Financial Times columnist Robert Armstrong had no idea of the potential reaction by coining an acronym while writing about insider trading of stocks tied to tariff roller-coaster foreign trade decisions by the Trump administration.
TACO—or “Trump Always Chickens Out” captured the quest for a theme to respond to the daily stream of bullshit coming from the White House. It metastasized in memes and triggered a Presidential meltdown in response to a reporter’s question. And it’s a catchy name for the practice of loading up on stocks when tariffs are first announced and then selling when the President ultimately backtracks on enforcing them.
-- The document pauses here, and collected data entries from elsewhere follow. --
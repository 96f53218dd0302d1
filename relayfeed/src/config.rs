//! Feed configuration: endpoints, credentials, timing, and the alias tables the
//! normalizer reads payload fields through. Supplied by the caller; the core
//! never reads files or environment itself.

use std::{path::PathBuf, time::Duration};

use serde::{Deserialize, Serialize};
use url::Url;

use crate::error::ConfigError;

pub const GIB: u64 = 1024 * 1024 * 1024;

#[derive(Debug, Clone, Copy, PartialEq, Eq, Default, Deserialize, Serialize)]
#[serde(rename_all = "snake_case")]
pub enum FeedMode {
    #[default]
    Poll,
    Stream,
}

impl FeedMode {
    pub fn as_str(self) -> &'static str {
        match self {
            FeedMode::Poll => "poll",
            FeedMode::Stream => "stream",
        }
    }
}

#[derive(Debug, Clone, Deserialize, Serialize)]
#[serde(default)]
pub struct FeedConfig {
    pub mode: FeedMode,
    /// Stats URL for polling, WebSocket URL for streaming.
    pub endpoint: String,
    /// Liveness probe (`GET <base>/version`) checked before polling starts and
    /// while offline. Polling only.
    pub probe_endpoint: Option<String>,
    /// Sent verbatim as the `Authorization` header.
    pub password: Option<String>,
    /// Extra PEM CA trusted for https/wss.
    pub tls_ca: Option<PathBuf>,
    pub poll_interval_ms: u64,
    pub request_timeout_ms: u64,
    pub failure_threshold: u32,
    pub probe_interval_ms: u64,
    pub reconnect_delay_ms: u64,
    pub max_reconnect_attempts: u32,
    pub aliases: FieldAliases,
    pub nominal: NominalTotals,
}

impl Default for FeedConfig {
    fn default() -> Self {
        Self {
            mode: FeedMode::Poll,
            endpoint: String::new(),
            probe_endpoint: None,
            password: None,
            tls_ca: None,
            poll_interval_ms: 3000,
            request_timeout_ms: 10_000,
            failure_threshold: 5,
            probe_interval_ms: 30_000,
            reconnect_delay_ms: 5000,
            max_reconnect_attempts: 1000,
            aliases: FieldAliases::default(),
            nominal: NominalTotals::default(),
        }
    }
}

impl FeedConfig {
    /// Infer mode and endpoints from one URL. `ws://`/`wss://` streams; an
    /// `http(s)://` URL with an empty path is treated as a relay base and gets
    /// `<base>/stats` plus the `<base>/version` probe, any other path is polled
    /// as-is.
    pub fn from_url(raw: &str) -> Result<Self, ConfigError> {
        let raw = raw.trim();
        let url = parse_url(raw)?;
        let mut cfg = FeedConfig::default();
        match url.scheme() {
            "ws" | "wss" => {
                cfg.mode = FeedMode::Stream;
                cfg.endpoint = raw.to_string();
            }
            "http" | "https" => {
                cfg.mode = FeedMode::Poll;
                if url.path() == "/" || url.path().is_empty() {
                    let base = raw.trim_end_matches('/');
                    cfg.endpoint = format!("{base}/stats");
                    cfg.probe_endpoint = Some(format!("{base}/version"));
                } else {
                    cfg.endpoint = raw.to_string();
                }
            }
            other => {
                return Err(ConfigError::InvalidUrl {
                    url: raw.to_string(),
                    reason: format!("unsupported scheme '{other}'"),
                })
            }
        }
        Ok(cfg)
    }

    pub fn validate(&self) -> Result<(), ConfigError> {
        if self.endpoint.trim().is_empty() {
            return Err(ConfigError::MissingEndpoint);
        }
        let url = parse_url(&self.endpoint)?;
        let scheme_ok = match self.mode {
            FeedMode::Poll => matches!(url.scheme(), "http" | "https"),
            FeedMode::Stream => matches!(url.scheme(), "ws" | "wss"),
        };
        if !scheme_ok {
            return Err(ConfigError::SchemeMismatch {
                scheme: url.scheme().to_string(),
                mode: self.mode.as_str(),
            });
        }
        if let Some(probe) = self.probe_endpoint.as_deref() {
            parse_url(probe)?;
        }
        if self.poll_interval_ms == 0 {
            return Err(ConfigError::Zero("poll_interval_ms"));
        }
        if self.request_timeout_ms == 0 {
            return Err(ConfigError::Zero("request_timeout_ms"));
        }
        if self.failure_threshold == 0 {
            return Err(ConfigError::Zero("failure_threshold"));
        }
        if self.probe_interval_ms == 0 {
            return Err(ConfigError::Zero("probe_interval_ms"));
        }
        Ok(())
    }

    pub fn poll_interval(&self) -> Duration {
        Duration::from_millis(self.poll_interval_ms)
    }

    pub fn request_timeout(&self) -> Duration {
        Duration::from_millis(self.request_timeout_ms)
    }

    pub fn probe_interval(&self) -> Duration {
        Duration::from_millis(self.probe_interval_ms)
    }

    pub fn reconnect_delay(&self) -> Duration {
        Duration::from_millis(self.reconnect_delay_ms)
    }
}

fn parse_url(raw: &str) -> Result<Url, ConfigError> {
    Url::parse(raw.trim()).map_err(|e| ConfigError::InvalidUrl {
        url: raw.to_string(),
        reason: e.to_string(),
    })
}

/// How a matched raw number converts to the canonical unit.
#[derive(Debug, Clone, Copy, PartialEq, Eq, Default, Deserialize, Serialize)]
#[serde(rename_all = "snake_case")]
pub enum Unit {
    #[default]
    Plain,
    Kilobytes,
    Megabytes,
    Gigabytes,
    /// Seconds to milliseconds (uptime).
    Seconds,
}

impl Unit {
    pub fn factor(self) -> f64 {
        match self {
            Unit::Plain => 1.0,
            Unit::Kilobytes => 1024.0,
            Unit::Megabytes => 1_048_576.0,
            Unit::Gigabytes => GIB as f64,
            Unit::Seconds => 1000.0,
        }
    }
}

/// Dotted path into the payload plus the unit the value is expressed in.
/// Deserializes from either `"memory.used"` or `{ "path": "memory.usedMB", "unit": "megabytes" }`.
#[derive(Debug, Clone, PartialEq, Eq, Deserialize, Serialize)]
#[serde(from = "AliasRepr")]
pub struct Alias {
    pub path: String,
    pub unit: Unit,
}

impl Alias {
    pub fn new(path: impl Into<String>) -> Self {
        Self {
            path: path.into(),
            unit: Unit::Plain,
        }
    }

    pub fn unit(mut self, unit: Unit) -> Self {
        self.unit = unit;
        self
    }
}

#[derive(Deserialize)]
#[serde(untagged)]
enum AliasRepr {
    Path(String),
    Full {
        path: String,
        #[serde(default)]
        unit: Unit,
    },
}

impl From<AliasRepr> for Alias {
    fn from(r: AliasRepr) -> Self {
        match r {
            AliasRepr::Path(path) => Alias::new(path),
            AliasRepr::Full { path, unit } => Alias { path, unit },
        }
    }
}

/// Ordered alias lists per canonical field; the first path that yields a
/// usable value wins. New server shapes are added here, not in code.
#[derive(Debug, Clone, PartialEq, Eq, Deserialize, Serialize)]
#[serde(default)]
pub struct FieldAliases {
    pub ping: Vec<Alias>,
    pub uptime: Vec<Alias>,
    pub players_total: Vec<Alias>,
    pub players_playing: Vec<Alias>,
    pub players_idle: Vec<Alias>,
    pub memory_used: Vec<Alias>,
    pub memory_total: Vec<Alias>,
    pub memory_free: Vec<Alias>,
    pub memory_cached: Vec<Alias>,
    /// Flat usage percentage, expanded against `NominalTotals::memory_bytes`.
    pub memory_percent: Vec<Alias>,
    pub cpu_system: Vec<Alias>,
    pub cpu_process: Vec<Alias>,
    pub cpu_cores: Vec<Alias>,
    pub disk_used: Vec<Alias>,
    pub disk_total: Vec<Alias>,
    /// Flat usage percentage, expanded against `NominalTotals::disk_bytes`.
    pub disk_percent: Vec<Alias>,
    /// Cumulative bytes sent.
    pub net_up: Vec<Alias>,
    /// Cumulative bytes received.
    pub net_down: Vec<Alias>,
    pub frames_sent: Vec<Alias>,
    pub frames_nulled: Vec<Alias>,
    pub frames_deficit: Vec<Alias>,
    pub frames_expected: Vec<Alias>,
    pub sources: Vec<Alias>,
    pub filters: Vec<Alias>,
}

fn plain(paths: &[&str]) -> Vec<Alias> {
    paths.iter().map(|p| Alias::new(*p)).collect()
}

fn with_unit(mut base: Vec<Alias>, extra: &[(&str, Unit)]) -> Vec<Alias> {
    base.extend(extra.iter().map(|(p, u)| Alias::new(*p).unit(*u)));
    base
}

impl Default for FieldAliases {
    fn default() -> Self {
        Self {
            ping: plain(&["ping", "pingMs", "latency", "latencyMs"]),
            uptime: with_unit(
                plain(&["uptime", "uptimeMs", "statistics.uptime", "stats.uptime"]),
                &[("uptimeSeconds", Unit::Seconds)],
            ),
            players_total: plain(&[
                "players",
                "players.total",
                "playerCount",
                "statistics.players",
                "stats.players",
            ]),
            players_playing: plain(&[
                "playingPlayers",
                "players.playing",
                "playing",
                "statistics.playingPlayers",
                "stats.playingPlayers",
            ]),
            players_idle: plain(&["idlePlayers", "players.idle", "statistics.idlePlayers"]),
            memory_used: with_unit(
                plain(&[
                    "memory.used",
                    "memory.usedBytes",
                    "statistics.memory.used",
                    "stats.memory.used",
                ]),
                &[("memory.usedMB", Unit::Megabytes), ("memoryUsedMB", Unit::Megabytes)],
            ),
            memory_total: with_unit(
                plain(&[
                    "memory.total",
                    "memory.totalBytes",
                    "memory.allocated",
                    "statistics.memory.allocated",
                    "stats.memory.allocated",
                ]),
                &[("memory.totalMB", Unit::Megabytes), ("memoryTotalMB", Unit::Megabytes)],
            ),
            memory_free: with_unit(
                plain(&[
                    "memory.free",
                    "memory.freeBytes",
                    "statistics.memory.free",
                    "stats.memory.free",
                ]),
                &[("memory.freeMB", Unit::Megabytes)],
            ),
            memory_cached: with_unit(
                plain(&[
                    "memory.cached",
                    "memory.reservable",
                    "statistics.memory.reservable",
                    "stats.memory.reservable",
                ]),
                &[("memory.cachedMB", Unit::Megabytes)],
            ),
            memory_percent: plain(&["memory.percent", "memory.usage", "memoryPercent", "memory"]),
            cpu_system: plain(&[
                "cpu.systemLoad",
                "cpu.system",
                "statistics.cpu.systemLoad",
                "stats.cpu.systemLoad",
                "cpu.usage",
                "cpu",
            ]),
            cpu_process: plain(&[
                "cpu.lavalinkLoad",
                "cpu.processLoad",
                "cpu.process",
                "statistics.cpu.lavalinkLoad",
                "stats.cpu.lavalinkLoad",
            ]),
            cpu_cores: plain(&["cpu.cores", "statistics.cpu.cores", "stats.cpu.cores", "cores"]),
            disk_used: with_unit(
                plain(&["disk.used", "disk.usedBytes"]),
                &[("disk.usedGB", Unit::Gigabytes), ("disk.usedMB", Unit::Megabytes)],
            ),
            disk_total: with_unit(
                plain(&["disk.total", "disk.totalBytes"]),
                &[("disk.totalGB", Unit::Gigabytes), ("disk.totalMB", Unit::Megabytes)],
            ),
            disk_percent: plain(&["disk.percent", "disk.usage", "diskPercent", "disk"]),
            net_up: plain(&[
                "network.sent",
                "network.tx",
                "network.bytesSent",
                "network.transmitted",
                "network.upload",
            ]),
            net_down: plain(&[
                "network.received",
                "network.rx",
                "network.bytesReceived",
                "network.download",
            ]),
            frames_sent: plain(&["frameStats.sent", "frames.sent", "statistics.frameStats.sent"]),
            frames_nulled: plain(&[
                "frameStats.nulled",
                "frames.nulled",
                "statistics.frameStats.nulled",
            ]),
            frames_deficit: plain(&[
                "frameStats.deficit",
                "frames.deficit",
                "statistics.frameStats.deficit",
            ]),
            frames_expected: plain(&[
                "frameStats.expected",
                "frames.expected",
                "statistics.frameStats.expected",
            ]),
            sources: plain(&["sources", "sourceManagers", "info.sourceManagers"]),
            filters: plain(&["filters", "info.filters"]),
        }
    }
}

/// Totals assumed when a payload only carries a usage percentage.
#[derive(Debug, Clone, Copy, PartialEq, Eq, Deserialize, Serialize)]
#[serde(default)]
pub struct NominalTotals {
    pub memory_bytes: u64,
    pub disk_bytes: u64,
}

impl Default for NominalTotals {
    fn default() -> Self {
        Self {
            memory_bytes: 8 * GIB,
            disk_bytes: 100 * GIB,
        }
    }
}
Then a three-judge panel in the US Court of International Trade struck down the vast majority of Trump’s tariffs issued since Jan. 20, and said cash must be repaid to those firms who have already paid. A unanimous decision by jurists appointed by three different administrations found that the president exceeded his authority by claiming America’s long-standing trade deficit was a “national emergency” which gave him tariff powers normally left to Congress.
Boom!
The Trump administration’s grand plan for building a new economic model based on trade tariffs and lower corporate taxation was, at best, on hold. So were negotiations with the European Union, China and other key trading partners, forced to the negotiating table by the tariff threats
You can bet this will be heard without delay by the Supreme Court. Based on the legal reasoning I read in the International Trade court ruling, I’m thinking this was not the kind of decision the administration was hoping to take before the high court.
"The court does not pass upon the wisdom or likely effectiveness of the President's use of tariffs as leverage. That use is impermissible not because it is unwise or ineffective, but because (federal law) does not allow it."
Justices Clarence Thomas and Samuel Alito must be thinking it’s Christmas in Springtime, as visions of personal gain parade through their dreams.
According to the Associated Press, President Trump retains the power to impose a 15% tariff on nations with which America has a significant trade deficit. The 25% tariffs on metal and automobile imports — were issued under different legislation, and should be unaffected. What’s gone are the country-specific fees unveiled on “Liberation Day,” which may have been generated by artificial intelligence.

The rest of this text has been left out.